---- Record excerpts

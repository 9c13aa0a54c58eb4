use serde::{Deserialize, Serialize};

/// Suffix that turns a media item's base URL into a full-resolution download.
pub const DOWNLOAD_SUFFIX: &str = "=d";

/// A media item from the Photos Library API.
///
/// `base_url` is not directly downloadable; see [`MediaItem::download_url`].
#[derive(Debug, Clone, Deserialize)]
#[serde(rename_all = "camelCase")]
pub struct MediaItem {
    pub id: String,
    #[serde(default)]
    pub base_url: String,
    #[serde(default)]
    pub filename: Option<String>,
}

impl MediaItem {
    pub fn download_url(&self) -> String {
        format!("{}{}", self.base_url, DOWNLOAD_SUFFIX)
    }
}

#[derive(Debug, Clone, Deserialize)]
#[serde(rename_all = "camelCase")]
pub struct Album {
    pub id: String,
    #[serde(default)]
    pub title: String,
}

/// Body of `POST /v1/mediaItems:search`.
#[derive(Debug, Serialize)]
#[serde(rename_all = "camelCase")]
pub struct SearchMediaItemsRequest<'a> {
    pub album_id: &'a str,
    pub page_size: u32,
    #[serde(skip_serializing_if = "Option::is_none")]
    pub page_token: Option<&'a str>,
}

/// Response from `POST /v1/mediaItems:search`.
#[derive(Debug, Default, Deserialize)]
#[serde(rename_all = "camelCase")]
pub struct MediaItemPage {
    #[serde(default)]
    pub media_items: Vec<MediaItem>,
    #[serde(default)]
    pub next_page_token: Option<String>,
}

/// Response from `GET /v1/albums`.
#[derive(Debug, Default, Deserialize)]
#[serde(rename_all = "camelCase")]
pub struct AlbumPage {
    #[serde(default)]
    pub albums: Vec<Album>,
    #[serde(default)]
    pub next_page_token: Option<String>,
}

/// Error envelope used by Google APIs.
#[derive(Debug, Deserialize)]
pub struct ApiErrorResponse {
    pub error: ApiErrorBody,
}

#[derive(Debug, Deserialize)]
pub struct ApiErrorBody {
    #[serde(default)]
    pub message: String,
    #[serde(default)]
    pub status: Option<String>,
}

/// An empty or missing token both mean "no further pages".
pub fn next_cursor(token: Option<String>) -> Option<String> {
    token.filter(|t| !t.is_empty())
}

--------
---- Record excerpts

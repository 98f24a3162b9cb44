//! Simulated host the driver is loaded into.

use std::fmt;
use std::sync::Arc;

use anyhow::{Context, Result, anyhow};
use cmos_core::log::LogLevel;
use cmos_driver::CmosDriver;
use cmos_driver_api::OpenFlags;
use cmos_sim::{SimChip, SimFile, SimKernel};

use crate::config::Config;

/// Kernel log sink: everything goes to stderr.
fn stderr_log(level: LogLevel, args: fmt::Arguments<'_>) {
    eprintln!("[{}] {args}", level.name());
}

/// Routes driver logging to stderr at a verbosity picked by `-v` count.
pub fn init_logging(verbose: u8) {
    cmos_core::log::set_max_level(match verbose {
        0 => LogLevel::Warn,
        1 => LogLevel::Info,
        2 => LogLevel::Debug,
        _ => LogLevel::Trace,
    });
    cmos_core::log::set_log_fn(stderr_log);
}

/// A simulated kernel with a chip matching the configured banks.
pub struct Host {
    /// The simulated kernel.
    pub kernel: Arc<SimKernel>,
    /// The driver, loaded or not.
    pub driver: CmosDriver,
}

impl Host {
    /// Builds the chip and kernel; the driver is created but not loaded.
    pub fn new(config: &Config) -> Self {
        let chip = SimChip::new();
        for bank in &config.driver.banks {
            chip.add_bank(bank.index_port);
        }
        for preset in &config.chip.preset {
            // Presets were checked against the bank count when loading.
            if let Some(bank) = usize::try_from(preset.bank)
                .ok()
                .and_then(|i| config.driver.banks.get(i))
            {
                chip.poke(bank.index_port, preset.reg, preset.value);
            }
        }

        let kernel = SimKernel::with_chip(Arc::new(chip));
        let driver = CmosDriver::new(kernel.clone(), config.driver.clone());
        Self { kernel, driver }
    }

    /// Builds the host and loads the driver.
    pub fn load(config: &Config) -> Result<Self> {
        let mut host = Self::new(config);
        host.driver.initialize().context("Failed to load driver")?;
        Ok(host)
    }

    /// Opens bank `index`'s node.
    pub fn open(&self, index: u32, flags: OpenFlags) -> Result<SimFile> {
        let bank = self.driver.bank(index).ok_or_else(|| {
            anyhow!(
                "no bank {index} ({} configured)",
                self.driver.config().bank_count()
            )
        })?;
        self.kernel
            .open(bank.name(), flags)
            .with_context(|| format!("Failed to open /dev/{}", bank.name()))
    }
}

--------

**Assigned task:**
Write down, word for word, the lines above from the one containing "Routes driver logging" through the one containing "for bank in", both ends included.

**Problem solution:**
/// Routes driver logging to stderr at a verbosity picked by `-v` count.
pub fn init_logging(verbose: u8) {
    cmos_core::log::set_max_level(match verbose {
        0 => LogLevel::Warn,
        1 => LogLevel::Info,
        2 => LogLevel::Debug,
        _ => LogLevel::Trace,
    });
    cmos_core::log::set_log_fn(stderr_log);
}

/// A simulated kernel with a chip matching the configured banks.
pub struct Host {
    /// The simulated kernel.
    pub kernel: Arc<SimKernel>,
    /// The driver, loaded or not.
    pub driver: CmosDriver,
}

impl Host {
    /// Builds the chip and kernel; the driver is created but not loaded.
    pub fn new(config: &Config) -> Self {
        let chip = SimChip::new();
        for bank in &config.driver.banks {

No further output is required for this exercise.